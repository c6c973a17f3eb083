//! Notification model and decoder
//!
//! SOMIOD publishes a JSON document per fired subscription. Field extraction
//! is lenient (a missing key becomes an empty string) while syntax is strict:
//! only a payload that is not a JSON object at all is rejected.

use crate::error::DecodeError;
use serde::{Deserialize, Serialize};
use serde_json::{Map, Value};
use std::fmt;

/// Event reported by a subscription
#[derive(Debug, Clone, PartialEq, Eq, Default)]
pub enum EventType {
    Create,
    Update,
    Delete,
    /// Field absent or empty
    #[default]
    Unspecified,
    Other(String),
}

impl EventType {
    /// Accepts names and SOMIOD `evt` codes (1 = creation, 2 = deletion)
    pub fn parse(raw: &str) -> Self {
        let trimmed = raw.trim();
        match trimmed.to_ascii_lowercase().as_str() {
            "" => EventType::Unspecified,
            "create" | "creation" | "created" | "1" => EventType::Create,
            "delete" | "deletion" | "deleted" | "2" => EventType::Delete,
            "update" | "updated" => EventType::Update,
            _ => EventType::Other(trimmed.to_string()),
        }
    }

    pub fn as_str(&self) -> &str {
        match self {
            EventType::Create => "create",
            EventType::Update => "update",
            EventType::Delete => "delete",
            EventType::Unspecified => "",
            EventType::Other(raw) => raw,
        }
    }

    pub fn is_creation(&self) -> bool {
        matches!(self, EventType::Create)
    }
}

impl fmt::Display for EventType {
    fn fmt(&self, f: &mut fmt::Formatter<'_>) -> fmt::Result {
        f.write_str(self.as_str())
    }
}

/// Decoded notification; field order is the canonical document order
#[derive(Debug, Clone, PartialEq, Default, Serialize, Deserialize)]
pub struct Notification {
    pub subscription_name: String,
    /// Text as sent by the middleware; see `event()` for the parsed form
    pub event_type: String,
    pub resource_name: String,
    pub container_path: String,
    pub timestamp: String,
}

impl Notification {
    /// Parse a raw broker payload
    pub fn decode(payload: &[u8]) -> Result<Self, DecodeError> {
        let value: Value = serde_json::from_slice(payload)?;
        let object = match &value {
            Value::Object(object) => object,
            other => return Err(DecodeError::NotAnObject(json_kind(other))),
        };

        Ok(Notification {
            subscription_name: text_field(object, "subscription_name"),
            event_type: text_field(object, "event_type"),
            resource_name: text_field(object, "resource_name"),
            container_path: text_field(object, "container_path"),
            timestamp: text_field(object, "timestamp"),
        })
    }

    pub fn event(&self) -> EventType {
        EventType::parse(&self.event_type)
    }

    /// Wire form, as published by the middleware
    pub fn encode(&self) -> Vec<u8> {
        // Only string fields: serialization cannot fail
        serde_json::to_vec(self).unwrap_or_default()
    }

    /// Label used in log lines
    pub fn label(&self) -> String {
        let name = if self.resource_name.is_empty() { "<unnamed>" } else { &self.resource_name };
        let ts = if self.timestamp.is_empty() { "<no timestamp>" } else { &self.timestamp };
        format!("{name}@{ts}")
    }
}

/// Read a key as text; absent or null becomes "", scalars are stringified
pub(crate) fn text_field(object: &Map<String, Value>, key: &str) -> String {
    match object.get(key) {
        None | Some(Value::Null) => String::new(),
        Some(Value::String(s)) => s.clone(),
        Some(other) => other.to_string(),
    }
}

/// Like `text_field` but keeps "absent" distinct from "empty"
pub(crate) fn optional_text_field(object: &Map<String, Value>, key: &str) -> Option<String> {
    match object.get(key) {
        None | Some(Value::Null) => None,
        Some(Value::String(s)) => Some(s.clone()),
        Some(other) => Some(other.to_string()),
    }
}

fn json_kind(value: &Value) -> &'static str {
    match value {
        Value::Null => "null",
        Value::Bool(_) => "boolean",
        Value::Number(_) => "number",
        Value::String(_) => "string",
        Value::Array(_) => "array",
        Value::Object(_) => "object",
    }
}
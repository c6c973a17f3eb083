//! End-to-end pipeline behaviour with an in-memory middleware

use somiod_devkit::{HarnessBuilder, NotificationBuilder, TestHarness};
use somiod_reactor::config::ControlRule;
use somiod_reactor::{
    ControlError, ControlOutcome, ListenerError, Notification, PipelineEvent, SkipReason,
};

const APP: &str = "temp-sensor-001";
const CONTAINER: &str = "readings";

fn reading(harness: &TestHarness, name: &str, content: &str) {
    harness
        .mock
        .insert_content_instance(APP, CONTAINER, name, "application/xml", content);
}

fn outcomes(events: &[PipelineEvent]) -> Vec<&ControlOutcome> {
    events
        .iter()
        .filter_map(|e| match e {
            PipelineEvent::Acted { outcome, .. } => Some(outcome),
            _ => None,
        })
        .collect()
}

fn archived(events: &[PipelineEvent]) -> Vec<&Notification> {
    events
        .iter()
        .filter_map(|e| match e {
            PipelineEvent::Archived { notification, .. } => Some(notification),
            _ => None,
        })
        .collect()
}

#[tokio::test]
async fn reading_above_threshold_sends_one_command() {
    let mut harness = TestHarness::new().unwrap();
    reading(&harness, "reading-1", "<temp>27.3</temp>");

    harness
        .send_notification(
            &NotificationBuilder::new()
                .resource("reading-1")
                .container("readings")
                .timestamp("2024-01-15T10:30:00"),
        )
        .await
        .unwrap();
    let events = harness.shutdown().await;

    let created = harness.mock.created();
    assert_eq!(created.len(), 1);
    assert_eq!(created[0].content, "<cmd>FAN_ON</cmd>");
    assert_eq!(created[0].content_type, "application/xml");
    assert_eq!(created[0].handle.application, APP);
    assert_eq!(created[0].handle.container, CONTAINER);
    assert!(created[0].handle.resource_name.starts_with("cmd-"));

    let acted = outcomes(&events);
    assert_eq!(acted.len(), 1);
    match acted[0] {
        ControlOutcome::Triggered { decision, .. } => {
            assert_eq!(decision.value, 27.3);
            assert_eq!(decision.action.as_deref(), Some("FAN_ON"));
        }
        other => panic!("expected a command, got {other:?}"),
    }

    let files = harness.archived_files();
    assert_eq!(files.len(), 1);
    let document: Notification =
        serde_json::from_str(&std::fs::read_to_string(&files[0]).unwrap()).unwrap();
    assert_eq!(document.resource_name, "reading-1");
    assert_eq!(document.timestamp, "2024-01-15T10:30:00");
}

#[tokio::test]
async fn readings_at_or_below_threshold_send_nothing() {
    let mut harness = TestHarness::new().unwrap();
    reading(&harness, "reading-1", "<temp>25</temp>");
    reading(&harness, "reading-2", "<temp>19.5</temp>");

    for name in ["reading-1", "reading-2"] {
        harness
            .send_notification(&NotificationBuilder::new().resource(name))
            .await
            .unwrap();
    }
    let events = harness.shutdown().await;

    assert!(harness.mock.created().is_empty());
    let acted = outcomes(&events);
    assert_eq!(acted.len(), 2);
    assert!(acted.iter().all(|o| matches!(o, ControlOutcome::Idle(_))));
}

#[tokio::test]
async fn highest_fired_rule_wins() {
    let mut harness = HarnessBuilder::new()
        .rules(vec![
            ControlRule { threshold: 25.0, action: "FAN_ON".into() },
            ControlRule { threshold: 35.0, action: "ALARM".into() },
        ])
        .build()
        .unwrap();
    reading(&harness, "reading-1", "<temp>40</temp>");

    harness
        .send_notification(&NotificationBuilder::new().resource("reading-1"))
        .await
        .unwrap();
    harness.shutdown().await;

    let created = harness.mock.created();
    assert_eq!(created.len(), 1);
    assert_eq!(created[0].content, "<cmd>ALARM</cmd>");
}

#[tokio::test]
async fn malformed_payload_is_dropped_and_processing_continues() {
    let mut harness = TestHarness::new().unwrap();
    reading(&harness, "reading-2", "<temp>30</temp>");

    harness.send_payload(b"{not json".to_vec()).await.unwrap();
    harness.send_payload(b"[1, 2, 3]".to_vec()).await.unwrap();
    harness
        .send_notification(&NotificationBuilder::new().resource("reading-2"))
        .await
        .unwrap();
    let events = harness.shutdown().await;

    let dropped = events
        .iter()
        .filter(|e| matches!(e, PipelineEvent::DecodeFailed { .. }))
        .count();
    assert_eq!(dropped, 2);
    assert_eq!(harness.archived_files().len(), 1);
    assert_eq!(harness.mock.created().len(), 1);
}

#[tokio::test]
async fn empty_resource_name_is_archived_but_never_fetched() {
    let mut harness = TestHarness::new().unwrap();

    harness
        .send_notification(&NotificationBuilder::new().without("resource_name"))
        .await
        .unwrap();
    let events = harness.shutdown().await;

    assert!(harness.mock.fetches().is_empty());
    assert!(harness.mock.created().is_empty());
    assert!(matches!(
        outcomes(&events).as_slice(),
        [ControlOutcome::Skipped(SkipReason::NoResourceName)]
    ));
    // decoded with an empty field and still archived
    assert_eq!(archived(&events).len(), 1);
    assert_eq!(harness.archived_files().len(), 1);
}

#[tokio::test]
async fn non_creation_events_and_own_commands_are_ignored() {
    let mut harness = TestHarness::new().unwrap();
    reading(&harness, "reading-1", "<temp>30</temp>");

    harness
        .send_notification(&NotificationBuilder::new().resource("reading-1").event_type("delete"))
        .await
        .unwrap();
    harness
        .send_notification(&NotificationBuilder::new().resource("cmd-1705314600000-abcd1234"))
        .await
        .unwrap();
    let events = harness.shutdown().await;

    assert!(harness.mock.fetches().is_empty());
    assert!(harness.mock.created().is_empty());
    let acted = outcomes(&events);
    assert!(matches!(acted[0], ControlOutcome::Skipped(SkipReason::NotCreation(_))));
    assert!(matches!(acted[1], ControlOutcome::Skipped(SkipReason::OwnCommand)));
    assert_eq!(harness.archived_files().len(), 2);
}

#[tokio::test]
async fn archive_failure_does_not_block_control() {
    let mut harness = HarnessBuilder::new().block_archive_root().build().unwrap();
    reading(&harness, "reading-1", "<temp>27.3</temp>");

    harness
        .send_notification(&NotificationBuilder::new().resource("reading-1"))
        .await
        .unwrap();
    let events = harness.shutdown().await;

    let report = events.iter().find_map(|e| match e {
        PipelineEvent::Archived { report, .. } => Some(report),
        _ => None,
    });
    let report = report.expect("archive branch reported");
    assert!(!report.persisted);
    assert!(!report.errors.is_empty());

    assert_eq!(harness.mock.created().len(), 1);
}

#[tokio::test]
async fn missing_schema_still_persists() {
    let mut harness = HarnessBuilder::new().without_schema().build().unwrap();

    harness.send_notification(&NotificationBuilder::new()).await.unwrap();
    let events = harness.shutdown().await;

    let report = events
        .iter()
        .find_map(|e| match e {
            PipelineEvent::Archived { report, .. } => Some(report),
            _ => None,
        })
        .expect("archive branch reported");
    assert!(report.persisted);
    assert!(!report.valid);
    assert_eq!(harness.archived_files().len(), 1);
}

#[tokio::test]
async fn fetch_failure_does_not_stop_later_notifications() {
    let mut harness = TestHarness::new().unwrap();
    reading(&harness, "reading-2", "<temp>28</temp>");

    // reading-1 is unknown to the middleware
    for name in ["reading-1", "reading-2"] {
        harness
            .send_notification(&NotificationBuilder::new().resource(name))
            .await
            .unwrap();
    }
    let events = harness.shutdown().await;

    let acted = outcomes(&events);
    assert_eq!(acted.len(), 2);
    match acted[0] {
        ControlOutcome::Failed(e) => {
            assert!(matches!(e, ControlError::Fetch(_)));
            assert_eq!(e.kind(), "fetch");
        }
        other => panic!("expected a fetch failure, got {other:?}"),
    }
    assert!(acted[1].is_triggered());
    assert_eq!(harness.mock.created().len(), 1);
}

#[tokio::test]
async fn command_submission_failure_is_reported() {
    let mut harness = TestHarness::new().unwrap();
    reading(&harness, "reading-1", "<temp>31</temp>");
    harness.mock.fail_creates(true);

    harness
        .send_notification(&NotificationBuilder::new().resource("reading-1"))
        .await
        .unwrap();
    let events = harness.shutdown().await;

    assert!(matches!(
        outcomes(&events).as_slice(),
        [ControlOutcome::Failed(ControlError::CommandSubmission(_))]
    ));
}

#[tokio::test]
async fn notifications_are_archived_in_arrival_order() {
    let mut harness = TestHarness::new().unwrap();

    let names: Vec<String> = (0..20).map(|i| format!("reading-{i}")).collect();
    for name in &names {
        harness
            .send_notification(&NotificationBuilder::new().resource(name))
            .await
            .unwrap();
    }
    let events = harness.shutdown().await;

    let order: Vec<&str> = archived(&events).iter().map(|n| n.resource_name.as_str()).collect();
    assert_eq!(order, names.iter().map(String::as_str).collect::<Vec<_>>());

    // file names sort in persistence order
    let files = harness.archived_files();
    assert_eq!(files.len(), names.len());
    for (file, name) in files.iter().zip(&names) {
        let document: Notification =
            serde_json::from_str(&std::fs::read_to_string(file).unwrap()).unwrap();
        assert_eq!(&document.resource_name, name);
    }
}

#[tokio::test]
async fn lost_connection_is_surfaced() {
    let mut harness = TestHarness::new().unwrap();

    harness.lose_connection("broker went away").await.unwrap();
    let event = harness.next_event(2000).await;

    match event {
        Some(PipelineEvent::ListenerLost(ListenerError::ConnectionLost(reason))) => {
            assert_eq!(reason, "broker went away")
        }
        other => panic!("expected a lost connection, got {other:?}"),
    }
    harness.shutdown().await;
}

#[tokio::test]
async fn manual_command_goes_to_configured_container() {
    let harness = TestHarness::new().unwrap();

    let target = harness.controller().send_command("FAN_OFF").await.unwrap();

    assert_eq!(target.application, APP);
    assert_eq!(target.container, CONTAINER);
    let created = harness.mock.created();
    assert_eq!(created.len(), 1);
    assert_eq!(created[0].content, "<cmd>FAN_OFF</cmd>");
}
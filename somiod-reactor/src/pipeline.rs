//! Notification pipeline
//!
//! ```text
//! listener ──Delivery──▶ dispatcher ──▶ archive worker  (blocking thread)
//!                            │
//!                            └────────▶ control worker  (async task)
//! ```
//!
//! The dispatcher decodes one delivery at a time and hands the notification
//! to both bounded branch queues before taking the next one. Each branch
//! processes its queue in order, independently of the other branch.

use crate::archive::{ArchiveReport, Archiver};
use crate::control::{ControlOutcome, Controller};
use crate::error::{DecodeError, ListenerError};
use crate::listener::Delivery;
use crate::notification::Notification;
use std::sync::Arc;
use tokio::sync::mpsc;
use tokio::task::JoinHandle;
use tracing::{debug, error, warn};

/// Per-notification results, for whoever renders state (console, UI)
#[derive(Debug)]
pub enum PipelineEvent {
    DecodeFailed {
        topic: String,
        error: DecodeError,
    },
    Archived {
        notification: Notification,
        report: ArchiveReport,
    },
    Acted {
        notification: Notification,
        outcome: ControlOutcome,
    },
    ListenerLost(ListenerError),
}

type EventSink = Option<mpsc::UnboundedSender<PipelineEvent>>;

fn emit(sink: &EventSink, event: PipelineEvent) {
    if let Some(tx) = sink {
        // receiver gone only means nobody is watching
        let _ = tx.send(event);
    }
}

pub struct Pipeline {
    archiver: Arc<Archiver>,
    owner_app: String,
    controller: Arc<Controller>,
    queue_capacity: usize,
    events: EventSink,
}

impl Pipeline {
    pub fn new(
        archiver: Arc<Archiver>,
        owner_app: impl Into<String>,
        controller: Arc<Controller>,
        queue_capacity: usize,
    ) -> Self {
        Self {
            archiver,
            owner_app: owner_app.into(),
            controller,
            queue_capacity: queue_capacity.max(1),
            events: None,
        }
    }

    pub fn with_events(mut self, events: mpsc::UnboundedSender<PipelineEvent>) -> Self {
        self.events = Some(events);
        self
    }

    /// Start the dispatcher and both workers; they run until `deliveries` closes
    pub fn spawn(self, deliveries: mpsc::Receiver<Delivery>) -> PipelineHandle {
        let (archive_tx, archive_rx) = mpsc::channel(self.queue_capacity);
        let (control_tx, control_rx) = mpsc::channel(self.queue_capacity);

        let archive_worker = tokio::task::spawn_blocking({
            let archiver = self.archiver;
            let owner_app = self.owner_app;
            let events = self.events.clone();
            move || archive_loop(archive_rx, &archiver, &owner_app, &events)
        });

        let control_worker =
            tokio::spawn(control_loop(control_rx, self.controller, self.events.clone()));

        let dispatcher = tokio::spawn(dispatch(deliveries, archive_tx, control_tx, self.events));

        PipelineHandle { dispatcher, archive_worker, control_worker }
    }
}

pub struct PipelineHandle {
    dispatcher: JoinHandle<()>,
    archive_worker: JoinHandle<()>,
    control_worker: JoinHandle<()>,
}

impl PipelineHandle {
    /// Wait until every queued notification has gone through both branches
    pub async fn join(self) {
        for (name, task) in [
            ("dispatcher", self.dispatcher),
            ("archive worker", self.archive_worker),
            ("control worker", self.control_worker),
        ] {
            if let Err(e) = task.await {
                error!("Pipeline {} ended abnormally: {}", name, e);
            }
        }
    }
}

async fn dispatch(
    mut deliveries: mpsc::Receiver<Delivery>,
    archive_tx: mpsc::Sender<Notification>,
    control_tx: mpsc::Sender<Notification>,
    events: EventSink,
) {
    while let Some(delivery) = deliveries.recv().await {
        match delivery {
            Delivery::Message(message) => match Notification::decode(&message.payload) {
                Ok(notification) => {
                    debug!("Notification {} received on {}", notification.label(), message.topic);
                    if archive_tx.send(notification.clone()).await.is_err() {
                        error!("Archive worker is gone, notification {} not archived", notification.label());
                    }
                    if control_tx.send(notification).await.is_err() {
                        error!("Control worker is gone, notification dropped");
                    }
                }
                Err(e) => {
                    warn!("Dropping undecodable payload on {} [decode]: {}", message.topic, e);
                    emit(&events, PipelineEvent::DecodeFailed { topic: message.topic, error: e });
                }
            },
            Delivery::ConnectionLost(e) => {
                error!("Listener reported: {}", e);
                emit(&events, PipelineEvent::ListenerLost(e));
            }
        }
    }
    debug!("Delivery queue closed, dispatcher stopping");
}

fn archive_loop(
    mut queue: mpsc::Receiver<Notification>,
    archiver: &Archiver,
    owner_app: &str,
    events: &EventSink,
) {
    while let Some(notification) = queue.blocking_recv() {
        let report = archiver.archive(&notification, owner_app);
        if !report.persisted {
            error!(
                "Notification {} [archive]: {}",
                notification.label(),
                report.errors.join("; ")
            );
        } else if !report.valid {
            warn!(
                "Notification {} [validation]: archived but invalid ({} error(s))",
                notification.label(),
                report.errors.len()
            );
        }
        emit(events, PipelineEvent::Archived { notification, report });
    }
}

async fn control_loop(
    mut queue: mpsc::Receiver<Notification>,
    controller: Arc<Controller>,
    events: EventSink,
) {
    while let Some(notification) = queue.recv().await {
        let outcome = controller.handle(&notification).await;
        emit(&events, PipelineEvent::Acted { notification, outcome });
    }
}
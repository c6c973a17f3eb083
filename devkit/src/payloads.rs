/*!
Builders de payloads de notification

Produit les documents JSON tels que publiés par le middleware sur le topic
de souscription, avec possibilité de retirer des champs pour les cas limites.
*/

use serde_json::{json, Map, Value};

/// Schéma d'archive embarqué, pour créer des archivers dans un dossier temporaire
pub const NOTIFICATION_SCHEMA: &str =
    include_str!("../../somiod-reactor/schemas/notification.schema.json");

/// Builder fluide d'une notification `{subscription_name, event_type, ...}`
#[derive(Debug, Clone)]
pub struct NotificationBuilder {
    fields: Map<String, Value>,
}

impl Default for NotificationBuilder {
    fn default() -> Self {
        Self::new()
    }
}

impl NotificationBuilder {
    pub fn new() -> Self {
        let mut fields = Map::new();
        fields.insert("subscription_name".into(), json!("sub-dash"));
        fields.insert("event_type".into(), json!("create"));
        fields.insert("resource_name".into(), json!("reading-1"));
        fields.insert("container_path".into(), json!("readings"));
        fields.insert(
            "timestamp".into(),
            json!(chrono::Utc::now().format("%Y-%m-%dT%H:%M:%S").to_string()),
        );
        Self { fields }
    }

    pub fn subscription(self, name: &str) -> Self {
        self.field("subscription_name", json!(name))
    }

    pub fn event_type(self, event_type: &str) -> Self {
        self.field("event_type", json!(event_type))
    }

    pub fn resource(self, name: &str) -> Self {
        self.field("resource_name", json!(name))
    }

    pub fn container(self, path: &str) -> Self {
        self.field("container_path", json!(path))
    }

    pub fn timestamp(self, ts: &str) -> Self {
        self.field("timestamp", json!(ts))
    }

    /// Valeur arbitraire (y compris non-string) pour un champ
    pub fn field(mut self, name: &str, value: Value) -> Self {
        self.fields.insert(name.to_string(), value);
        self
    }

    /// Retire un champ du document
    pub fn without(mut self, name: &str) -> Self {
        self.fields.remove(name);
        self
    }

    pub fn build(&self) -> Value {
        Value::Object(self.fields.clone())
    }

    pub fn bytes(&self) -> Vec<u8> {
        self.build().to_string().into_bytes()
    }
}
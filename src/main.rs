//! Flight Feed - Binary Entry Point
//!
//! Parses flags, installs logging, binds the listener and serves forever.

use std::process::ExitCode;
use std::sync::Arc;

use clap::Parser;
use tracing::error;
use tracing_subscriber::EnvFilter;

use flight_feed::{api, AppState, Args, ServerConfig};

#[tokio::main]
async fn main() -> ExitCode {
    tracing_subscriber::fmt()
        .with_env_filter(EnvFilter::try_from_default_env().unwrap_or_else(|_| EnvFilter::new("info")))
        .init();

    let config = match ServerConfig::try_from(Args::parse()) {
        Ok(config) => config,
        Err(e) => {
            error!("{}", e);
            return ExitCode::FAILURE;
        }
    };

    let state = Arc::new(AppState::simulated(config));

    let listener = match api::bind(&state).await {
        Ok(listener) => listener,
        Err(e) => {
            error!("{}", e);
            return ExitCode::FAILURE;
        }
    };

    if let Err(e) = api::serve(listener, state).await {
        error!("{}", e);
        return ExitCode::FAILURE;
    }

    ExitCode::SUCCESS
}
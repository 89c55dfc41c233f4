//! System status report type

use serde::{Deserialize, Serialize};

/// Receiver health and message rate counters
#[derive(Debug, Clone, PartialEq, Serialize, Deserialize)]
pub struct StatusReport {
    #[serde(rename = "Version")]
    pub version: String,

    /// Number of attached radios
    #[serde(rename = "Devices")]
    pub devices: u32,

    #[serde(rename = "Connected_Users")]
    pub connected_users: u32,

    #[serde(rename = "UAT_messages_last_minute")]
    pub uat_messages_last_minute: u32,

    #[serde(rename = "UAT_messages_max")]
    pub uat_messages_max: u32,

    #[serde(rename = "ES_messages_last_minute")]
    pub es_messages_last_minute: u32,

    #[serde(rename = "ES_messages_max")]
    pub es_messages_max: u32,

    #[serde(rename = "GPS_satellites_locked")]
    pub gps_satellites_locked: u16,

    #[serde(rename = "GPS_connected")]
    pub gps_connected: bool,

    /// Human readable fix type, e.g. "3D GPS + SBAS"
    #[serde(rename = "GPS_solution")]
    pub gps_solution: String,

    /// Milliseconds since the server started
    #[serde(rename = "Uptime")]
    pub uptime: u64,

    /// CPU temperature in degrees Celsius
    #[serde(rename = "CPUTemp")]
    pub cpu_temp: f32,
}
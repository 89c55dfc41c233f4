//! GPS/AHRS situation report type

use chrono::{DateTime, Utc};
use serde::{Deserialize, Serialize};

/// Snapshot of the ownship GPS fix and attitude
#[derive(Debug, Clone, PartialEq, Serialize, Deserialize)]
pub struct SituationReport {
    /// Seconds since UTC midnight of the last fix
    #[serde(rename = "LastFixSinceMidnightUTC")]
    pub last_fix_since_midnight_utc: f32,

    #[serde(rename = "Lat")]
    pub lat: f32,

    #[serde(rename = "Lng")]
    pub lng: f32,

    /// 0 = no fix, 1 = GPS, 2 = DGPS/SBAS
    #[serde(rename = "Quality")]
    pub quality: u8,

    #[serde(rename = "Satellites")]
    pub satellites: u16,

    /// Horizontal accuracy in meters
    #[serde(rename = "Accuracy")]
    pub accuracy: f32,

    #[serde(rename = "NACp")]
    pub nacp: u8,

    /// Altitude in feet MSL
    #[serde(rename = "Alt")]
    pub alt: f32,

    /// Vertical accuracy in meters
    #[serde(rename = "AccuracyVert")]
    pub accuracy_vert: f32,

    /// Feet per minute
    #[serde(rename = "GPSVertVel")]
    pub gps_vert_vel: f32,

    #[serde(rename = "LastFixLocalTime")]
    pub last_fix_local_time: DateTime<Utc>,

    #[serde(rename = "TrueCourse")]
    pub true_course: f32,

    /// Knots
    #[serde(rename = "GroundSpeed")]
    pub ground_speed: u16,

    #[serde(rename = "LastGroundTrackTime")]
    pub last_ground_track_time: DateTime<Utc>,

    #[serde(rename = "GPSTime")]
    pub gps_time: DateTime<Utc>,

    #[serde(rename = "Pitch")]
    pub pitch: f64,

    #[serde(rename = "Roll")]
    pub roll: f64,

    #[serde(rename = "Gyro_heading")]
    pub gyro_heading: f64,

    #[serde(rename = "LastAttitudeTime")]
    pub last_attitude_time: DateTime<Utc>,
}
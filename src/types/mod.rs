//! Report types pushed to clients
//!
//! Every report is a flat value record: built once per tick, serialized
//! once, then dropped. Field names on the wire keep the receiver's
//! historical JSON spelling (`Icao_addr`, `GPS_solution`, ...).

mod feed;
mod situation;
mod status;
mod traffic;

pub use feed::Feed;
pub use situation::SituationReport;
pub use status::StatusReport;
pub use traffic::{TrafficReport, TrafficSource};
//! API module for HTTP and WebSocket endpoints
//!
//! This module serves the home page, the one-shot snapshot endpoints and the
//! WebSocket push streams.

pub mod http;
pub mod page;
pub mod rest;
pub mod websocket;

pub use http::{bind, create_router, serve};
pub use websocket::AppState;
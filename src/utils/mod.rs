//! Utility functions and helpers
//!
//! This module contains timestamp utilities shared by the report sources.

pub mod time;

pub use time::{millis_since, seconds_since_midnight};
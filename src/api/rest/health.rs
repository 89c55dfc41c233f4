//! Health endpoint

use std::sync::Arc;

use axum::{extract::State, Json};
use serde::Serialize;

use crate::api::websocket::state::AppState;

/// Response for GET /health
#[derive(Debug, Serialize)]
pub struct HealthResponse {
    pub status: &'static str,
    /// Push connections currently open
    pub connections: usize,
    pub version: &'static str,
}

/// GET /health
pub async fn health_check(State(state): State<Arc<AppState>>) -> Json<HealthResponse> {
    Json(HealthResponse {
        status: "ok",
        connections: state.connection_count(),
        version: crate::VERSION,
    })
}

(Task directions):
After reading the entries above, report the number of lines that include the string "PipelineHandle". Give no other text.

(Result):
4